=== Provided records ===
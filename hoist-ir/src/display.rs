//! Textual dump of modules and functions, for logs and test failures.

use core::fmt;

use crate::{BinOp, CastOp, CmpOp, Function, Inst, Module, Terminator};

impl BinOp {
    fn spelling(self) -> &'static str {
        match self {
            BinOp::Add => "add",
            BinOp::Sub => "sub",
            BinOp::Mul => "mul",
            BinOp::UDiv => "udiv",
            BinOp::SDiv => "sdiv",
            BinOp::URem => "urem",
            BinOp::SRem => "srem",
            BinOp::And => "and",
            BinOp::Or => "or",
            BinOp::Xor => "xor",
            BinOp::Shl => "shl",
            BinOp::LShr => "lshr",
            BinOp::AShr => "ashr",
        }
    }
}

impl CmpOp {
    fn spelling(self) -> &'static str {
        match self {
            CmpOp::Eq => "eq",
            CmpOp::Ne => "ne",
            CmpOp::Ult => "ult",
            CmpOp::Ule => "ule",
            CmpOp::Ugt => "ugt",
            CmpOp::Uge => "uge",
            CmpOp::Slt => "slt",
            CmpOp::Sle => "sle",
            CmpOp::Sgt => "sgt",
            CmpOp::Sge => "sge",
        }
    }
}

impl CastOp {
    fn spelling(self) -> &'static str {
        match self {
            CastOp::Zext => "zext",
            CastOp::Sext => "sext",
            CastOp::Trunc => "trunc",
        }
    }
}

/// Renders one function against its module.
pub(crate) struct FunctionPrinter<'a> {
    module: &'a Module,
    function: &'a Function,
}

impl fmt::Display for FunctionPrinter<'_> {
    fn fmt(&self, f: &mut fmt::Formatter<'_>) -> fmt::Result {
        writeln!(f, "fn {} {{", self.function.name)?;
        for (bb, block) in self.function.blocks() {
            writeln!(f, "{bb}:")?;
            for &v in &block.insts {
                write!(f, "  ")?;
                if self.function.value_ty(v).is_some() {
                    write!(f, "{v} = ")?;
                }
                match self.function.inst(v) {
                    Inst::Const { ty, bits } => write!(f, "const {ty} {bits:#x}")?,
                    Inst::ReadGlobal { global } => {
                        write!(f, "read {}", self.module.global(*global).name)?
                    }
                    Inst::WriteGlobal { global, value } => {
                        write!(f, "write {}, {value}", self.module.global(*global).name)?
                    }
                    Inst::Load { ty, addr } => write!(f, "load {ty}, {addr}")?,
                    Inst::Store { addr, value } => write!(f, "store {addr}, {value}")?,
                    Inst::Bin { op, lhs, rhs } => {
                        write!(f, "{} {lhs}, {rhs}", op.spelling())?
                    }
                    Inst::Cmp { op, lhs, rhs } => {
                        write!(f, "icmp {} {lhs}, {rhs}", op.spelling())?
                    }
                    Inst::Cast { op, to, value } => {
                        write!(f, "{} {value} to {to}", op.spelling())?
                    }
                    Inst::Select {
                        cond,
                        if_true,
                        if_false,
                    } => write!(f, "select {cond}, {if_true}, {if_false}")?,
                    Inst::Call { callee, args } => {
                        write!(f, "call {}(", self.module.extern_fn(*callee).name)?;
                        for (i, a) in args.iter().enumerate() {
                            if i > 0 {
                                write!(f, ", ")?;
                            }
                            write!(f, "{a}")?;
                        }
                        write!(f, ")")?;
                    }
                }
                writeln!(f)?;
            }
            match block.term {
                Some(Terminator::Jump(t)) => writeln!(f, "  jump {t}")?,
                Some(Terminator::Branch {
                    cond,
                    then_block,
                    else_block,
                }) => writeln!(f, "  br {cond}, {then_block}, {else_block}")?,
                None => {}
            }
        }
        writeln!(f, "}}")
    }
}

impl Module {
    /// Render a function for diagnostics.
    pub fn display_function(&self, func: crate::FuncId) -> impl fmt::Display + '_ {
        FunctionPrinter {
            module: self,
            function: self.function(func),
        }
    }
}
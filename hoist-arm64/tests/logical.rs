//! Logical operations, tests, and moves.

mod common;

use common::Harness;
use hoist_asm::{Insn, Mnemonic, Operand, Reg, ShiftKind};
use test_case::test_case;

fn rrr(mnemonic: Mnemonic, d: Reg, n: Reg, m: Reg) -> Insn {
    Insn::new(
        0x1000,
        mnemonic,
        vec![
            Operand::reg(d).written(),
            Operand::reg(n),
            Operand::reg(m),
        ],
    )
}

#[test]
fn and_registers() {
    let mut h = Harness::new();
    h.set_reg(Reg::X1, 0xff00ff);
    h.set_reg(Reg::X2, 0x0ff0f0);
    let fx = h.lift(&rrr(Mnemonic::And, Reg::X0, Reg::X1, Reg::X2));
    h.assert_stored(&fx, &[(Reg::X0, 0x0f00f0)]);
}

#[test]
fn and_with_immediate() {
    let mut h = Harness::new();
    h.set_reg(Reg::X1, 0x1234);
    let insn = Insn::new(
        0x1000,
        Mnemonic::And,
        vec![
            Operand::reg(Reg::X0).written(),
            Operand::reg(Reg::X1),
            Operand::imm(0xff),
        ],
    );
    let fx = h.lift(&insn);
    h.assert_stored(&fx, &[(Reg::X0, 0x34)]);
}

#[test]
fn ands_zero_result_clears_c_and_v() {
    let mut h = Harness::new();
    h.set_reg(Reg::X1, 0xf0);
    h.set_reg(Reg::X2, 0x0f);
    h.set_flag(Reg::C, true);
    h.set_flag(Reg::V, true);
    let fx = h.lift(&rrr(Mnemonic::Ands, Reg::X0, Reg::X1, Reg::X2).with_flags());
    assert_eq!(fx.reg_stores.get(&h.global(Reg::X0)), Some(&0));
    h.assert_flags(&fx, false, true, false, false);
}

#[test]
fn ands32_negative_result() {
    let mut h = Harness::new();
    h.set_reg(Reg::W1, 0x8000_0001);
    h.set_reg(Reg::W2, 0x8000_0000);
    let fx = h.lift(&rrr(Mnemonic::Ands, Reg::W0, Reg::W1, Reg::W2).with_flags());
    assert_eq!(fx.reg_stores.get(&h.global(Reg::X0)), Some(&0x8000_0000));
    h.assert_flags(&fx, true, false, false, false);
}

#[test_case(Mnemonic::Orr, 0xff00, 0x00ff, 0xffff; "orr")]
#[test_case(Mnemonic::Orn, 0xff00, !0x00ffu64, 0xffff; "orn inverts first")]
#[test_case(Mnemonic::Eor, 0xffff, 0x00ff, 0xff00; "eor")]
#[test_case(Mnemonic::Eon, 0xffff, !0x00ffu64, 0xff00; "eon inverts first")]
fn or_xor_and_their_inverted_forms(mnemonic: Mnemonic, a: u64, b: u64, expected: u128) {
    let mut h = Harness::new();
    h.set_reg(Reg::X1, a);
    h.set_reg(Reg::X2, b);
    let fx = h.lift(&rrr(mnemonic, Reg::X0, Reg::X1, Reg::X2));
    h.assert_stored(&fx, &[(Reg::X0, expected)]);
}

#[test]
fn eor32_zero_extends() {
    let mut h = Harness::new();
    h.set_reg(Reg::X1, 0xdead_beef_ffff_0000);
    h.set_reg(Reg::X2, 0xdead_beef_0000_ffff);
    let fx = h.lift(&rrr(Mnemonic::Eor, Reg::W0, Reg::W1, Reg::W2));
    h.assert_stored(&fx, &[(Reg::X0, 0xffff_ffff)]);
}

#[test]
fn tst_writes_flags_only() {
    let mut h = Harness::new();
    h.set_reg(Reg::X0, 0x0f);
    h.set_reg(Reg::X1, 0xf0);
    let insn = Insn::new(
        0x1000,
        Mnemonic::Tst,
        vec![Operand::reg(Reg::X0), Operand::reg(Reg::X1)],
    )
    .with_flags();
    let fx = h.lift(&insn);
    h.assert_loaded(&fx, &[Reg::X0, Reg::X1]);
    h.assert_stored(
        &fx,
        &[(Reg::N, 0), (Reg::Z, 1), (Reg::C, 0), (Reg::V, 0)],
    );
}

#[test]
fn tst_negative() {
    let mut h = Harness::new();
    h.set_reg(Reg::X0, u64::MAX);
    h.set_reg(Reg::X1, u64::MAX);
    let insn = Insn::new(
        0x1000,
        Mnemonic::Tst,
        vec![Operand::reg(Reg::X0), Operand::reg(Reg::X1)],
    )
    .with_flags();
    let fx = h.lift(&insn);
    h.assert_stored(
        &fx,
        &[(Reg::N, 1), (Reg::Z, 0), (Reg::C, 0), (Reg::V, 0)],
    );
}

#[test]
fn mov_register() {
    let mut h = Harness::new();
    h.set_reg(Reg::X1, 0xcafe_babe_cafe_babe);
    let insn = Insn::new(
        0x1000,
        Mnemonic::Mov,
        vec![Operand::reg(Reg::X0).written(), Operand::reg(Reg::X1)],
    );
    let fx = h.lift(&insn);
    h.assert_loaded(&fx, &[Reg::X1]);
    h.assert_stored(&fx, &[(Reg::X0, 0xcafe_babe_cafe_babe)]);
}

#[test]
fn mov32_truncates_and_zero_extends() {
    let mut h = Harness::new();
    h.set_reg(Reg::X0, u64::MAX);
    h.set_reg(Reg::X1, 0xcafe_babe_1234_5678);
    let insn = Insn::new(
        0x1000,
        Mnemonic::Mov,
        vec![Operand::reg(Reg::W0).written(), Operand::reg(Reg::W1)],
    );
    let fx = h.lift(&insn);
    h.assert_stored(&fx, &[(Reg::X0, 0x1234_5678)]);
}

#[test]
fn movz_shifted_immediate() {
    let mut h = Harness::new();
    let insn = Insn::new(
        0x1000,
        Mnemonic::Movz,
        vec![
            Operand::reg(Reg::X0).written(),
            Operand::imm(0xabcd).shifted(ShiftKind::Lsl, 16),
        ],
    );
    let fx = h.lift(&insn);
    h.assert_stored(&fx, &[(Reg::X0, 0xabcd_0000)]);
}

#[test]
fn mvn_complements() {
    let mut h = Harness::new();
    h.set_reg(Reg::X1, 0x0000_ffff_0000_ffff);
    let insn = Insn::new(
        0x1000,
        Mnemonic::Mvn,
        vec![Operand::reg(Reg::X0).written(), Operand::reg(Reg::X1)],
    );
    let fx = h.lift(&insn);
    h.assert_stored(&fx, &[(Reg::X0, 0xffff_0000_ffff_0000)]);
}

#[test]
fn mvn32_complements_the_low_half_only() {
    let mut h = Harness::new();
    h.set_reg(Reg::X1, 0xffff_ffff_0000_ffff);
    let insn = Insn::new(
        0x1000,
        Mnemonic::Mvn,
        vec![Operand::reg(Reg::W0).written(), Operand::reg(Reg::W1)],
    );
    let fx = h.lift(&insn);
    h.assert_stored(&fx, &[(Reg::X0, 0xffff_0000)]);
}

#[test]
fn nop_emits_nothing() {
    let mut h = Harness::new();
    let fx = h.lift(&Insn::new(0x1000, Mnemonic::Nop, vec![]));
    h.assert_loaded(&fx, &[]);
    h.assert_stored(&fx, &[]);
    h.assert_no_calls(&fx);
    assert!(fx.mem_loads.is_empty() && fx.mem_stores.is_empty());
}
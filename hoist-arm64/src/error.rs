use hoist_asm::{Cond, Mnemonic};

/// Failures while translating one instruction.
///
/// Unknown mnemonics never surface here: the driver absorbs them through
/// the opaque-asm fallback and translation continues. Everything else is
/// fatal for the offending instruction only; the caller decides whether to
/// skip it or abort the enclosing function.
#[derive(Debug, Clone, PartialEq, Eq, thiserror::Error)]
pub enum TranslateError {
    /// A mnemonic without modeled semantics reached translation. Recoverable:
    /// reported once, then lifted through the opaque-asm fallback.
    #[error("no semantics for `{0}`")]
    UnhandledInstruction(Mnemonic),
    /// An operand variant outside the supported set.
    #[error("unsupported operand: {0}")]
    UnsupportedOperand(&'static str),
    /// The decoded operand count violates the semantics family's contract.
    #[error("`{mnemonic}` decoded with {got} operands, expected {expected}")]
    MalformedOperandCount {
        /// The offending mnemonic.
        mnemonic: Mnemonic,
        /// Human-readable operand-count contract, e.g. `"3"` or `"2..=3"`.
        expected: &'static str,
        /// Operand count actually decoded.
        got: usize,
    },
    /// A non-gating condition reached the condition-expression builder.
    /// This is a programmer error in a semantics handler, not bad input.
    #[error("condition `{0}` has no flag expression")]
    InvalidCondition(Cond),
}

/// Shorthand result for translation paths.
pub type Result<T> = core::result::Result<T, TranslateError>;
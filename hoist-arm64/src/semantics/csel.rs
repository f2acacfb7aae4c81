//! Conditional select, conditional operate, and conditional compare.
//!
//! These families gate themselves on the condition code embedded in the
//! decoded record; the driver never wraps them. Value selection uses the
//! `select` expression; `CCMP`/`CCMN` install flags on both arms of a real
//! diamond because the not-taken arm materializes the NZCV immediate.

use hoist_asm::{Insn, Mnemonic};
use hoist_ir::{BinOp, Builder, Ty};

use super::{expect_operands, Arity};
use crate::cond::Flags;
use crate::{Result, Translator};

impl Translator {
    /// `CSEL`/`CSINC`/`CSINV`/`CSNEG` — pick `rn` when the condition holds,
    /// otherwise a transformed `rm`.
    pub(crate) fn lift_csel(&mut self, b: &mut Builder, insn: &Insn) -> Result<()> {
        let ops = expect_operands(insn, Arity::Exactly(3))?;
        let ty = self.dest_ty(&ops[0])?;
        let cond = self.cond_expr(b, insn.detail.cc)?;
        let n = self.load_operand(b, insn, &ops[1], ty)?;
        let m = self.load_operand(b, insn, &ops[2], ty)?;
        let other = match insn.mnemonic {
            Mnemonic::Csinc => {
                let one = b.const_int(ty, 1);
                b.bin(BinOp::Add, m, one)
            }
            Mnemonic::Csinv => b.not(m),
            Mnemonic::Csneg => b.neg(m),
            _ => m,
        };
        let result = b.select(cond, n, other);
        self.store_operand(b, insn, &ops[0], result)
    }

    /// `CSET`/`CSETM` — 1 (all-ones for `CSETM`) when the condition holds,
    /// otherwise 0.
    pub(crate) fn lift_cset(&mut self, b: &mut Builder, insn: &Insn) -> Result<()> {
        let ops = expect_operands(insn, Arity::Exactly(1))?;
        let ty = self.dest_ty(&ops[0])?;
        let cond = self.cond_expr(b, insn.detail.cc)?;
        let set = if insn.mnemonic == Mnemonic::Csetm {
            b.const_int(ty, u128::MAX)
        } else {
            b.const_int(ty, 1)
        };
        let clear = b.const_int(ty, 0);
        let result = b.select(cond, set, clear);
        self.store_operand(b, insn, &ops[0], result)
    }

    /// `CINC`/`CINV`/`CNEG` — transform `rn` when the condition holds,
    /// otherwise pass it through.
    pub(crate) fn lift_cond_unary(&mut self, b: &mut Builder, insn: &Insn) -> Result<()> {
        let ops = expect_operands(insn, Arity::Exactly(2))?;
        let ty = self.dest_ty(&ops[0])?;
        let cond = self.cond_expr(b, insn.detail.cc)?;
        let n = self.load_operand(b, insn, &ops[1], ty)?;
        let transformed = match insn.mnemonic {
            Mnemonic::Cinc => {
                let one = b.const_int(ty, 1);
                b.bin(BinOp::Add, n, one)
            }
            Mnemonic::Cinv => b.not(n),
            _ => b.neg(n),
        };
        let result = b.select(cond, transformed, n);
        self.store_operand(b, insn, &ops[0], result)
    }

    /// `CCMP`/`CCMN` — compare and install flags when the condition holds;
    /// otherwise decompose the NZCV immediate (bit 3 → N down to bit 0 → V)
    /// into the flag cells.
    pub(crate) fn lift_ccmp_ccmn(
        &mut self,
        b: &mut Builder,
        insn: &Insn,
        subtract: bool,
    ) -> Result<()> {
        let ops = expect_operands(insn, Arity::Exactly(3))?;
        let ty = self.dest_ty(&ops[0])?;
        let a = self.load_operand(b, insn, &ops[0], ty)?;
        let rhs = self.load_operand(b, insn, &ops[1], ty)?;
        let nzcv = ops[2]
            .as_imm()
            .ok_or(crate::TranslateError::UnsupportedOperand("nzcv immediate"))?;
        let cond = self.cond_expr(b, insn.detail.cc)?;

        b.if_then_else(
            cond,
            |b| {
                let op = if subtract { BinOp::Sub } else { BinOp::Add };
                let result = b.bin(op, a, rhs);
                let flags = if subtract {
                    self.sub_flags(b, a, rhs, result)
                } else {
                    self.add_flags(b, a, rhs, None, result)
                };
                self.store_flags(b, flags);
                Ok(())
            },
            |b| {
                let bit = |b: &mut Builder, i: u32| b.const_int(Ty::I1, (nzcv as u128 >> i) & 1);
                let flags = Flags {
                    n: bit(b, 3),
                    z: bit(b, 2),
                    c: bit(b, 1),
                    v: bit(b, 0),
                };
                self.store_flags(b, flags);
                Ok(())
            },
        )
    }
}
===
- Prompt: Search the records above for the string "offending" and copy each line that holds it.

- Answer to the exercise:
/// fatal for the offending instruction only; the caller decides whether to
        /// The offending mnemonic.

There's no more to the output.